En el libro cita un estudio realizado en 2009 en Suiza que demostró que los largos trayectos al trabajo creaban un efecto de dispersión entre las amistades humanas: por cada 10 kilómetros de distancia al trabajo, los amigos se alejaban 2,25 kilómetros más. Aquellos que trabajaban lejos de sus casas tenían menos probabilidades de ser amigos entre sí. 

Necesitar al otro

Cantaba Serrat: «Bienaventurados los que están en el fondo del pozo, porque de ahí en adelante solo cabe ir mejorando». Hay pocas cifras que llamen a la esperanza al hablar de la soledad y, quizá por eso, en medio de la negrura, brillan especialmente. Son aquellas que constatan que la ciudadanía es consciente de que la soledad existe y mata. Más del 72 % de los españoles consultados en el estudio El coste de la soledad en España considera que debería ser una cuestión prioritaria para las autoridades. Y a dos de cada tres personas les gustaría realizar acciones para combatirla en su entorno más cercano. 

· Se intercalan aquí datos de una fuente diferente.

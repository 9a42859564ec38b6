//! Software rendering backend
//!
//! Pixel-buffer drawing primitives, fontdue text, and the in-memory
//! display that ties them to the button renderer's collaborator traits.

pub mod backend;
pub mod frame;
pub mod text;

pub use backend::{GraphicsContext, PixelDisplay, PixelSurface};
pub use frame::Frame;
pub use text::{FontFace, TextPainter};
//! Icon and label placement inside a button
//!
//! Everything here is integer arithmetic on the button's size; no drawing
//! happens. Icon aspect ratios are carried as 16.16 fixed point so results
//! do not depend on floating point behaviour.

use crate::display::Rect;

use super::{Alignment, ButtonIcon};

/// Pixels kept clear between the icon and each button edge (total, both sides)
pub const ICON_MARGIN: i32 = 4;

/// Space reserved around text when an icon is present
pub const TEXT_MARGIN_WITH_ICON: i32 = 7;

/// Space reserved around text when there is no icon
pub const TEXT_MARGIN: i32 = 5;

/// Left inset used for left-aligned content
pub const LEFT_PADDING: i32 = 2;

/// Gap between the icon and the label
pub const ICON_TEXT_GAP: i32 = 2;

const FIXED_SHIFT: u32 = 16;

/// Where the label goes, relative to the button origin
#[derive(Debug, Clone, Copy, PartialEq, Eq)]
pub struct TextBox {
    pub x: i32,
    pub y: i32,
    /// Width the label may occupy; it is clipped beyond this
    pub max_width: i32,
    pub height: i32,
}

/// Computed placement of a button's content
#[derive(Debug, Clone, Copy, PartialEq, Eq, Default)]
pub struct ButtonLayout {
    /// Icon box relative to the button origin
    pub icon: Option<Rect>,
    /// Label box relative to the button origin, present only when there is
    /// room for at least one pixel of text
    pub text: Option<TextBox>,
}

impl ButtonLayout {
    /// Lay out an icon and a label inside a `width × height` button.
    ///
    /// `text` is the label's natural `(width, height)` as reported by the
    /// font, or `None` when the button has no label.
    pub fn compute(
        width: i32,
        height: i32,
        alignment: Alignment,
        icon: &ButtonIcon<'_>,
        text: Option<(i32, i32)>,
    ) -> Self {
        let icon_size = icon_size(width, height, icon);
        let icon_width = icon_size.map_or(0, |(w, _)| w);

        let (text_width, text_height) = match text {
            Some((natural, line_height)) => (text_budget(width, icon_width, natural), line_height),
            None => (0, 0),
        };

        let mut offset = horizontal_offset(alignment, width, icon_width, text_width);

        let icon = icon_size.map(|(w, h)| {
            let rect = Rect::new(offset, (height - h + 1) / 2, w, h);
            offset += w + ICON_TEXT_GAP;
            rect
        });

        let text = (text_width > 0).then(|| TextBox {
            x: offset,
            y: (height - text_height + 1) / 2,
            max_width: text_width,
            height: text_height,
        });

        ButtonLayout { icon, text }
    }
}

/// Size of the icon box for a button, or `None` when no icon is drawn
pub fn icon_size(width: i32, height: i32, icon: &ButtonIcon<'_>) -> Option<(i32, i32)> {
    match icon {
        ButtonIcon::None => None,
        ButtonIcon::Empty => {
            let side = (width - ICON_MARGIN).min(height - ICON_MARGIN).max(0);
            Some((side, side))
        }
        ButtonIcon::Named(icon) => {
            let (iw, ih) = icon.primary_size()?;
            fit_icon(width, height, iw, ih)
        }
    }
}

/// Fit an `iw × ih` image into the button's icon area, keeping its ratio.
///
/// The icon first takes the full available height; if that makes it too
/// wide it takes the full available width instead. Images with a zero
/// dimension are not drawn.
pub fn fit_icon(width: i32, height: i32, iw: u32, ih: u32) -> Option<(i32, i32)> {
    if iw == 0 || ih == 0 {
        return None;
    }

    let ratio = ((iw as i64) << FIXED_SHIFT) / ih as i64;
    if ratio == 0 {
        return None;
    }

    let max_width = (width - ICON_MARGIN).max(0) as i64;
    let max_height = (height - ICON_MARGIN).max(0) as i64;

    let mut icon_height = max_height;
    let mut icon_width = (icon_height * ratio) >> FIXED_SHIFT;
    if icon_width > max_width {
        icon_width = max_width;
        icon_height = (icon_width << FIXED_SHIFT) / ratio;
    }

    Some((icon_width as i32, icon_height as i32))
}

/// Width the label may use given the icon's width and the label's natural width
pub fn text_budget(width: i32, icon_width: i32, natural_width: i32) -> i32 {
    let budget = if icon_width > 0 && natural_width + icon_width + TEXT_MARGIN_WITH_ICON > width {
        width - icon_width - TEXT_MARGIN_WITH_ICON
    } else if icon_width == 0 && natural_width + TEXT_MARGIN > width {
        width - TEXT_MARGIN
    } else {
        natural_width
    };
    budget.max(0)
}

/// Left edge of the icon+label group, relative to the button
pub fn horizontal_offset(alignment: Alignment, width: i32, icon_width: i32, text_width: i32) -> i32 {
    match alignment {
        Alignment::Center => ((width - icon_width - text_width + 1) / 2).max(0),
        Alignment::Left => LEFT_PADDING,
    }
}
//! Logging setup
//!
//! Configure via RUST_LOG environment variable:
//! - `RUST_LOG=debug` - all debug logs
//! - `RUST_LOG=bevel::button=trace` - per-button layout traces
//! - `RUST_LOG=bevel::view=debug` - backend surface/context events
//!
//! # Log Files
//!
//! Logs are written to `~/.config/bevel/logs/bevel.log` with daily rotation.
//! File logging uses debug level regardless of RUST_LOG.

use tracing_subscriber::{fmt, layer::SubscriberExt, util::SubscriberInitExt, EnvFilter, Layer};

/// Initialize tracing subscriber with console and file logging
pub fn init() {
    let console_filter =
        EnvFilter::try_from_default_env().unwrap_or_else(|_| EnvFilter::new("warn"));

    let console_layer = fmt::layer()
        .with_writer(std::io::stderr)
        .with_target(true)
        .with_line_number(true)
        .with_filter(console_filter);

    let file_layer = match crate::config_paths::ensure_logs_dir() {
        Ok(logs_dir) => {
            let file_appender = tracing_appender::rolling::daily(logs_dir, "bevel.log");
            Some(
                fmt::layer()
                    .with_writer(file_appender)
                    .with_ansi(false)
                    .with_target(true)
                    .with_line_number(true)
                    .with_filter(EnvFilter::new("debug")),
            )
        }
        Err(e) => {
            eprintln!("Warning: Could not initialize file logging: {}", e);
            None
        }
    };

    tracing_subscriber::registry()
        .with(console_layer)
        .with(file_layer)
        .init();
}
//! Shared test helpers for integration tests
//!
//! Note: Functions may appear unused because each test file compiles separately.

#![allow(dead_code)]

use bevel::button::{Drawable, FontId, Visual};
use bevel::display::{Display, FontMetrics, IconRef, Rect};
use bevel::theme::{Color, ColorId, ColorTable, DecorationSettings, Decorations, Theme};

/// Advance of every glyph in the synthetic font
pub const CHAR_WIDTH: i32 = 8;

/// Line height of the synthetic font
pub const LINE_HEIGHT: i32 = 10;

/// Icon as seen by the display
#[derive(Debug, Clone, Copy, PartialEq, Eq)]
pub enum IconKind {
    Placeholder,
    Image { width: u32, height: u32 },
}

/// One recorded primitive call
#[derive(Debug, Clone, PartialEq, Eq)]
pub enum DrawOp {
    FillSolid {
        color: u32,
        rect: Rect,
    },
    FillGradient {
        from: u32,
        to: u32,
        rect: Rect,
    },
    Line {
        color: u32,
        x1: i32,
        y1: i32,
        x2: i32,
        y2: i32,
    },
    Outline {
        color: u32,
        rect: Rect,
    },
    Icon {
        icon: IconKind,
        tint: u32,
        rect: Rect,
    },
    Text {
        font: FontId,
        color: u32,
        x: i32,
        y: i32,
        max_width: i32,
        text: String,
    },
}

/// Display double that records every primitive and measures text with a
/// fixed-advance font
#[derive(Debug, Default)]
pub struct RecordingDisplay {
    pub ops: Vec<DrawOp>,
    pub acquired: usize,
    pub released: usize,
    pub drawables: Vec<Drawable>,
}

impl RecordingDisplay {
    pub fn new() -> Self {
        Self::default()
    }

    pub fn fills(&self) -> Vec<&DrawOp> {
        self.ops
            .iter()
            .filter(|op| matches!(op, DrawOp::FillSolid { .. } | DrawOp::FillGradient { .. }))
            .collect()
    }

    pub fn lines(&self) -> Vec<(u32, i32, i32, i32, i32)> {
        self.ops
            .iter()
            .filter_map(|op| match *op {
                DrawOp::Line { color, x1, y1, x2, y2 } => Some((color, x1, y1, x2, y2)),
                _ => None,
            })
            .collect()
    }

    pub fn icons(&self) -> Vec<(IconKind, u32, Rect)> {
        self.ops
            .iter()
            .filter_map(|op| match *op {
                DrawOp::Icon { icon, tint, rect } => Some((icon, tint, rect)),
                _ => None,
            })
            .collect()
    }

    pub fn texts(&self) -> Vec<&DrawOp> {
        self.ops
            .iter()
            .filter(|op| matches!(op, DrawOp::Text { .. }))
            .collect()
    }
}

impl Display for RecordingDisplay {
    type Context = usize;

    fn acquire_context(&mut self, drawable: Drawable) -> usize {
        self.acquired += 1;
        self.drawables.push(drawable);
        self.acquired
    }

    fn release_context(&mut self, _context: usize) {
        self.released += 1;
    }

    fn fill_solid_rect(&mut self, _drawable: Drawable, _context: &usize, color: u32, rect: Rect) {
        self.ops.push(DrawOp::FillSolid { color, rect });
    }

    fn fill_horizontal_gradient(
        &mut self,
        _drawable: Drawable,
        _context: &usize,
        from: u32,
        to: u32,
        rect: Rect,
    ) {
        self.ops.push(DrawOp::FillGradient { from, to, rect });
    }

    fn draw_line(
        &mut self,
        _drawable: Drawable,
        _context: &usize,
        color: u32,
        x1: i32,
        y1: i32,
        x2: i32,
        y2: i32,
    ) {
        self.ops.push(DrawOp::Line { color, x1, y1, x2, y2 });
    }

    fn draw_rect_outline(&mut self, _drawable: Drawable, _context: &usize, color: u32, rect: Rect) {
        self.ops.push(DrawOp::Outline { color, rect });
    }

    fn draw_icon(&mut self, _visual: &Visual, icon: IconRef<'_>, _drawable: Drawable, tint: u32, rect: Rect) {
        let icon = match icon {
            IconRef::Placeholder => IconKind::Placeholder,
            IconRef::Image(icon) => {
                let (width, height) = icon.primary_size().unwrap_or((0, 0));
                IconKind::Image { width, height }
            }
        };
        self.ops.push(DrawOp::Icon { icon, tint, rect });
    }

    fn draw_text(
        &mut self,
        _visual: &Visual,
        _drawable: Drawable,
        font: FontId,
        color: u32,
        x: i32,
        y: i32,
        max_width: i32,
        text: &str,
    ) {
        self.ops.push(DrawOp::Text {
            font,
            color,
            x,
            y,
            max_width,
            text: text.to_string(),
        });
    }
}

impl FontMetrics for RecordingDisplay {
    fn text_width(&self, _font: FontId, text: &str) -> i32 {
        text.chars().count() as i32 * CHAR_WIDTH
    }

    fn text_height(&self, _font: FontId) -> i32 {
        LINE_HEIGHT
    }
}

/// Distinct color per palette slot so tests can tell them apart
pub fn slot_color(id: ColorId) -> Color {
    let index = ColorId::ALL.iter().position(|c| *c == id).unwrap_or(0) as u8;
    Color::rgb(index + 1, 0x10, 0x20)
}

/// Theme where every slot has its own color
pub fn synthetic_theme(menu: Decorations, tray: Decorations) -> Theme {
    Theme::new(
        "synthetic",
        ColorTable::from_fn(slot_color),
        DecorationSettings { menu, tray },
    )
}

/// Pixel the renderer will use for `id` in [`synthetic_theme`]
pub fn pixel(id: ColorId) -> u32 {
    slot_color(id).to_argb_u32()
}
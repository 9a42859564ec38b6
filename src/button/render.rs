//! Button rendering
//!
//! Draws one button as a fixed sequence of independently gated steps:
//! background, border, icon, label. A button without fill, border, icon or
//! text simply skips that step; nothing here can fail.

use crate::display::{Display, DrawScope, FontMetrics, IconRef, Rect};
use crate::theme::{Decorations, Theme};

use super::layout::ButtonLayout;
use super::style::{resolve, StyleTuple};
use super::{Button, ButtonIcon};

/// Renders buttons against a theme's palette and decoration settings
#[derive(Debug, Clone, Copy)]
pub struct ButtonRenderer<'t> {
    theme: &'t Theme,
}

impl<'t> ButtonRenderer<'t> {
    pub fn new(theme: &'t Theme) -> Self {
        Self { theme }
    }

    pub fn theme(&self) -> &'t Theme {
        self.theme
    }

    /// Style used for `button`
    pub fn style(&self, button: &Button<'_>) -> StyleTuple {
        resolve(button.kind, &self.theme.decorations)
    }

    /// Content placement for `button`, measuring its label with `metrics`
    pub fn layout<M: FontMetrics>(&self, button: &Button<'_>, metrics: &M) -> ButtonLayout {
        let text = button
            .text
            .map(|t| (metrics.text_width(button.font, t), metrics.text_height(button.font)));
        ButtonLayout::compute(button.width, button.height, button.alignment, &button.icon, text)
    }

    /// Draw `button` onto its drawable
    pub fn render<D: Display + FontMetrics>(&self, button: &Button<'_>, display: &mut D) {
        let style = self.style(button);
        let colors = &self.theme.colors;
        let rect = button.rect();

        let mut scope = DrawScope::acquire(display, button.drawable);

        if button.fill {
            let bg1 = colors.pixel(style.bg1);
            let bg2 = colors.pixel(style.bg2);
            if bg1 == bg2 {
                scope.fill_solid_rect(bg1, rect);
            } else {
                scope.fill_horizontal_gradient(bg1, bg2, rect);
            }
        }

        if button.border {
            self.draw_border(&mut scope, &style, rect);
        }

        let layout = self.layout(button, scope.display());
        tracing::trace!(kind = ?button.kind, ?rect, ?layout, "render button");

        let fg = colors.pixel(style.fg);

        let icon = match button.icon {
            ButtonIcon::None => None,
            ButtonIcon::Empty => Some(IconRef::Placeholder),
            ButtonIcon::Named(icon) => Some(IconRef::Image(icon)),
        };
        if let (Some(icon), Some(icon_box)) = (icon, layout.icon) {
            let target = Rect::new(
                button.x + icon_box.x,
                button.y + icon_box.y,
                icon_box.width,
                icon_box.height,
            );
            scope.draw_icon(button.visual, icon, fg, target);
        }

        if let (Some(text), Some(text_box)) = (button.text, layout.text) {
            scope.draw_text(
                button.visual,
                button.font,
                fg,
                button.x + text_box.x,
                button.y + text_box.y,
                text_box.max_width,
                text,
            );
        }
    }

    fn draw_border<D: Display>(&self, scope: &mut DrawScope<'_, D>, style: &StyleTuple, rect: Rect) {
        let colors = &self.theme.colors;
        let down = colors.pixel(style.down);

        match style.decorations {
            Decorations::Motif => {
                let up = colors.pixel(style.up);
                let right = rect.x + rect.width - 1;
                let bottom = rect.y + rect.height - 1;

                scope.draw_line(up, rect.x, rect.y, right, rect.y);
                scope.draw_line(up, rect.x, rect.y, rect.x, bottom);
                scope.draw_line(down, rect.x, bottom, right, bottom);
                scope.draw_line(down, right, rect.y, right, bottom);
            }
            Decorations::Flat => scope.draw_rect_outline(down, rect),
        }
    }
}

«Debemos estar solos, pero juntos»

Alberto Solé

Si hay una mayoría a la que le «gustaría» hacer cosas, hay también muchos que ya las están haciendo. Personas que ya son esa grieta por la que entra la luz. A través de programas de voluntariado –Adopta un Abuelo, Solidarios para el Desarrollo o Cruz Roja son solo algunas de las decenas de organizaciones que trabajan en este ámbito– o con acciones esporádicas. Bajándose una aplicación que fomente las relaciones entre vecinos, como por ejemplo Nextdoor, que ya está presente en más de 3.600 barrios de España, o simplemente prestando más y mejor atención a quienes tenemos cerca. Escribió el poeta Alberto Solé: «debemos estar solos, pero juntos».